Long regarded Ireland as strategically vital to the Allied war effort, because another rebellion while British and French armies were retreating all along the Western Front might mean the difference between victory and defeat. He demanded that ‘the most drastic steps should be taken to stamp out pro-German intrigues’.20 On 8 May Thomson found Long agitated by Sir Edward Carson’s claim in The Times that the government had incontrovertible evidence of a Sinn Fein–German alliance. He, in turn, astonished Long by claiming already to have shown proof to Duke and Wimborne, only for them to block the internment of Sinn Fein leaders.21 This finally confirmed Long’s perception of Dublin Castle as an Augean stables needing to be utterly cleansed of such arch appeasers, and he told Thomson that any government that ignored such information deserved impeachment.
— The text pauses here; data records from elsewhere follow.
//! # Sysfs GPIO Backend
//!
//! Drives output lines through the Linux sysfs GPIO interface
//! (`/sys/class/gpio`). Each configured pin is exported and switched to
//! output mode when the backend is opened.

use std::path::{Path, PathBuf};

use async_trait::async_trait;
use tracing::{debug, info};

use super::{DigitalOutput, PinLevel};
use crate::error::HardwareError;

/// Default sysfs GPIO root
pub const DEFAULT_GPIO_BASE: &str = "/sys/class/gpio";

/// GPIO output lines backed by sysfs
#[derive(Debug)]
pub struct SysfsGpio {
    base: PathBuf,
    pins: Vec<u8>,
}

impl SysfsGpio {
    /// Export `pins` under `base` and configure them as outputs
    ///
    /// # Errors
    ///
    /// Returns error if a pin cannot be exported or its direction cannot be set
    pub async fn open<P: AsRef<Path>>(base: P, pins: &[u8]) -> Result<Self, HardwareError> {
        let gpio = Self {
            base: base.as_ref().to_path_buf(),
            pins: pins.to_vec(),
        };

        for &pin in pins {
            gpio.export(pin).await?;
            let direction = gpio.pin_dir(pin).join("direction");
            write_attr(&direction, "out").await?;
            debug!("Configured GPIO{} as output", pin);
        }

        info!(
            "Sysfs GPIO ready at {} ({} pins)",
            gpio.base.display(),
            gpio.pins.len()
        );
        Ok(gpio)
    }

    /// Pins this backend may drive
    pub fn pins(&self) -> &[u8] {
        &self.pins
    }

    fn pin_dir(&self, pin: u8) -> PathBuf {
        self.base.join(format!("gpio{}", pin))
    }

    async fn export(&self, pin: u8) -> Result<(), HardwareError> {
        if tokio::fs::metadata(self.pin_dir(pin)).await.is_ok() {
            return Ok(());
        }
        write_attr(&self.base.join("export"), &pin.to_string()).await
    }
}

async fn write_attr(path: &Path, value: &str) -> Result<(), HardwareError> {
    tokio::fs::write(path, value)
        .await
        .map_err(|e| HardwareError::io(path.display().to_string(), e))
}

#[async_trait]
impl DigitalOutput for SysfsGpio {
    async fn set_output(&self, pin: u8, level: PinLevel) -> Result<(), HardwareError> {
        if !self.pins.contains(&pin) {
            return Err(HardwareError::InvalidPin(pin));
        }

        let value = match level {
            PinLevel::Low => "0",
            PinLevel::High => "1",
        };
        write_attr(&self.pin_dir(pin).join("value"), value).await
    }
}
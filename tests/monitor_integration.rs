//! End-to-end runs of the monitor against the simulated board

use std::sync::{Arc, Mutex};
use std::time::{Duration, Instant};

use async_trait::async_trait;
use tempfile::TempDir;
use tokio_test::{assert_err, assert_ok};

use fuse_monitor::config::{Backend, Config};
use fuse_monitor::error::{FuseMonitorError, TransportError};
use fuse_monitor::hardware::simulated::SimulatedBoard;
use fuse_monitor::monitor::FuseMonitor;
use fuse_monitor::telemetry::{TelemetryPayload, TelemetryTransport};

/// Collects delivered payloads; refuses them while `online` is false
#[derive(Default)]
struct CollectingTransport {
    online: Mutex<bool>,
    delivered: Mutex<Vec<TelemetryPayload>>,
}

impl CollectingTransport {
    fn new(online: bool) -> Self {
        Self {
            online: Mutex::new(online),
            delivered: Mutex::new(Vec::new()),
        }
    }

    fn set_online(&self, online: bool) {
        *self.online.lock().unwrap() = online;
    }

    fn sequences(&self) -> Vec<u64> {
        self.delivered
            .lock()
            .unwrap()
            .iter()
            .map(|payload| payload.sequence)
            .collect()
    }
}

#[async_trait]
impl TelemetryTransport for CollectingTransport {
    async fn post(&self, payload: &TelemetryPayload) -> Result<(), TransportError> {
        if !*self.online.lock().unwrap() {
            return Err(TransportError::Connection("link down".into()));
        }
        self.delivered.lock().unwrap().push(payload.clone());
        Ok(())
    }

    async fn health_check(&self) -> Result<(), TransportError> {
        if *self.online.lock().unwrap() {
            Ok(())
        } else {
            Err(TransportError::Connection("link down".into()))
        }
    }
}

/// Accepts connections but never answers
struct UnresponsiveTransport;

#[async_trait]
impl TelemetryTransport for UnresponsiveTransport {
    async fn post(&self, _payload: &TelemetryPayload) -> Result<(), TransportError> {
        std::future::pending().await
    }

    async fn health_check(&self) -> Result<(), TransportError> {
        Err(TransportError::Timeout)
    }
}

fn config(dir: &TempDir) -> Config {
    let mut config = Config::default();
    config.hardware.backend = Backend::Simulated;
    config.hardware.channel_settle_ms = 0;
    config.hardware.enable_settle_ms = 0;
    config.sampling.read_settle_ms = 0;
    config.sampling.cycle_period_ms = 10;
    config.csv.file_path = dir.path().join("data/fuse_data.csv").display().to_string();
    config.telemetry.server_url = Some("http://127.0.0.1:9/ingest".to_string());
    config
}

async fn start_monitor(
    config: &Config,
    board: &SimulatedBoard,
    transport: Arc<CollectingTransport>,
) -> FuseMonitor {
    let monitor = FuseMonitor::initialize(
        config,
        Arc::new(board.clone()),
        Arc::new(board.clone()),
        Some(transport),
    )
    .await
    .unwrap();

    let report = monitor.selftest().await.unwrap();
    assert!(report.overall, "self-test failed: {:?}", report);
    assert_ok!(monitor.start().await);
    monitor
}

async fn wait_until<F: Fn() -> bool>(condition: F) {
    tokio::time::timeout(Duration::from_secs(10), async {
        while !condition() {
            tokio::time::sleep(Duration::from_millis(5)).await;
        }
    })
    .await
    .expect("condition not reached in time");
}

#[tokio::test]
async fn test_sweeps_reach_csv_and_server_in_order() {
    let dir = TempDir::new().unwrap();
    let config = config(&dir);
    let board = SimulatedBoard::new(config.mux_pins());
    board.set_fuse_voltage(12, 2.5);
    let transport = Arc::new(CollectingTransport::new(true));

    let monitor = start_monitor(&config, &board, transport.clone()).await;
    wait_until(|| transport.sequences().len() >= 3).await;
    assert_ok!(monitor.shutdown().await);

    let sequences = transport.sequences();
    let expected: Vec<u64> = (1..=sequences.len() as u64).collect();
    assert_eq!(sequences, expected);

    let first = transport.delivered.lock().unwrap()[0].clone();
    assert_eq!(first.readings.len(), 64);
    assert_eq!(first.readings[&12], 2.5);
    assert_eq!(first.device_id, "fusetester-001");

    // Every sweep reached CSV; frames still queued for the server at stop were buffered
    let status = monitor.status();
    let sweeps = status.sampling.sweeps_completed;
    let content = std::fs::read_to_string(&config.csv.file_path).unwrap();
    assert_eq!(content.lines().count() as u64, sweeps + 1);
    let telemetry = status.telemetry.unwrap();
    assert_eq!(sequences.len() as u64 + telemetry.buffered as u64, sweeps);
    assert_eq!(board.contention_events(), 0);
    assert!(board.enabled_muxes().is_empty());
}

#[tokio::test]
async fn test_outage_buffers_then_replays_oldest_first() {
    let dir = TempDir::new().unwrap();
    let config = config(&dir);
    let board = SimulatedBoard::new(config.mux_pins());
    let transport = Arc::new(CollectingTransport::new(false));

    let monitor = start_monitor(&config, &board, transport.clone()).await;
    wait_until(|| {
        monitor
            .status()
            .telemetry
            .is_some_and(|telemetry| telemetry.buffered >= 5)
    })
    .await;

    transport.set_online(true);
    wait_until(|| {
        monitor
            .status()
            .telemetry
            .is_some_and(|telemetry| telemetry.buffered == 0)
    })
    .await;
    assert_ok!(monitor.stop().await);

    // Each success pushes the live frame first, then replays the backlog in order
    let sequences = transport.sequences();
    let mut replayed: Vec<u64> = sequences.iter().skip(1).copied().collect();
    replayed.retain(|&seq| seq < sequences[0]);
    let mut sorted = replayed.clone();
    sorted.sort_unstable();
    assert_eq!(replayed, sorted);
    assert_eq!(replayed.first(), Some(&1));

    let status = monitor.status().telemetry.unwrap();
    assert_eq!(status.consecutive_failures, 0);
    assert_eq!(status.dropped, 0);
    assert!(status.last_success.is_some());
}

#[tokio::test]
async fn test_disconnected_adc_blocks_monitoring() {
    let dir = TempDir::new().unwrap();
    let config = config(&dir);
    let board = SimulatedBoard::new(config.mux_pins());
    let transport = Arc::new(CollectingTransport::new(true));

    let monitor = FuseMonitor::initialize(
        &config,
        Arc::new(board.clone()),
        Arc::new(board.clone()),
        Some(transport),
    )
    .await
    .unwrap();

    board.disconnect_adc();
    let report = monitor.selftest().await.unwrap();
    assert!(!report.adc);
    assert!(!report.overall);

    let result = assert_err!(monitor.start().await);
    assert!(matches!(result, FuseMonitorError::SelfTestFailed(_)));

    // Recovering the ADC and re-running the self-test unblocks start
    board.reconnect_adc();
    assert!(monitor.selftest().await.unwrap().overall);
    assert_ok!(monitor.start().await);
    assert_ok!(monitor.shutdown().await);
}

#[tokio::test]
async fn test_stuck_enable_line_fails_selftest() {
    let dir = TempDir::new().unwrap();
    let config = config(&dir);
    let board = SimulatedBoard::new(config.mux_pins());
    let transport = Arc::new(CollectingTransport::new(true));

    let monitor = FuseMonitor::initialize(
        &config,
        Arc::new(board.clone()),
        Arc::new(board.clone()),
        Some(transport),
    )
    .await
    .unwrap();

    board.fail_pin(config.hardware.enable_pins[3]);
    let report = monitor.selftest().await.unwrap();

    assert!(!report.gpio);
    assert_eq!(report.gpio_details["enable_mux3"], false);
    assert!(report.fuse_test.is_empty());
    assert!(!report.overall);
    assert_err!(monitor.start().await);
}

#[tokio::test]
async fn test_hung_server_does_not_slow_sweeps_or_stop() {
    let dir = TempDir::new().unwrap();
    let mut config = config(&dir);
    config.sampling.cycle_period_ms = 20;
    config.telemetry.timeout_s = 1;
    let board = SimulatedBoard::new(config.mux_pins());

    let monitor = FuseMonitor::initialize(
        &config,
        Arc::new(board.clone()),
        Arc::new(board.clone()),
        Some(Arc::new(UnresponsiveTransport)),
    )
    .await
    .unwrap();
    assert!(monitor.selftest().await.unwrap().overall);
    assert_ok!(monitor.start().await);

    // Well inside the first send's one second timeout
    tokio::time::sleep(Duration::from_millis(600)).await;
    let running = monitor.status();
    assert!(
        running.sampling.sweeps_completed >= 10,
        "sweeps stalled behind telemetry: {:?}",
        running.sampling
    );
    assert!(running.sampling.overruns <= running.sampling.sweeps_completed / 4);

    let stopping = Instant::now();
    assert_ok!(monitor.stop().await);
    assert!(
        stopping.elapsed() < Duration::from_millis(500),
        "stop waited on the hung send"
    );

    let status = monitor.status();
    let sweeps = status.sampling.sweeps_completed;
    assert_eq!(status.csv.rows_written, sweeps);
    let content = std::fs::read_to_string(&config.csv.file_path).unwrap();
    assert_eq!(content.lines().count() as u64, sweeps + 1);

    // Nothing was delivered; every sweep is kept for later, oldest first
    let telemetry = status.telemetry.unwrap();
    assert_eq!(telemetry.total_sent, 0);
    assert_eq!(telemetry.buffered as u64, sweeps.min(100));
    let deliveries = status.deliveries.telemetry.unwrap();
    assert_eq!(deliveries.pending, 0);
    assert_eq!(deliveries.dropped, 0);
    assert!(!monitor.is_monitoring());
}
Long also instructed Thomson to compile a list of republican ringleaders immediately, and by the time French departed for Ireland three days later, plans for a crackdown were well under way. On Monday 13 May he informed Thomson that large-scale arrests were timed for Friday night and confidently predicted a smooth operation. Reminiscing about his time as Chief Secretary, Long recalled his then chief of police describing an Irish peasant superstition that the deaths of assassins from accidents or disease was ‘a judgement, and when the next generation (the present one) grew up they would be too well educated to murder. This is also the view of the Irish police.’22

As G Division finalised its arrest list, Broy was leaking the contents to O’Hanrahan, whom he warned on Friday morning, 17 May, that raids would take place that night. After advising that targets avoid their usual haunts, Broy was stunned when over eighty prominent republicans were rounded up. Only later did he learn that, while Collins had tipped off Sinn Fein leaders at a meeting in Harcourt Street, most – including de Valera, Griffith and Countess Markievicz – preferred mass arrest in order to portray British policy as the crude repression of Irish nationalism. Whatever Duggan’s formal role, it was on 17 May 1918 that Collins emerged as the Irish Volunteer GHQ’s de facto Director of Intelligence. By displaying his access to the enemy’s most confidential information and acting as protector of the republican leadership, Collins had transformed his power and standing in his colleagues’ eyes.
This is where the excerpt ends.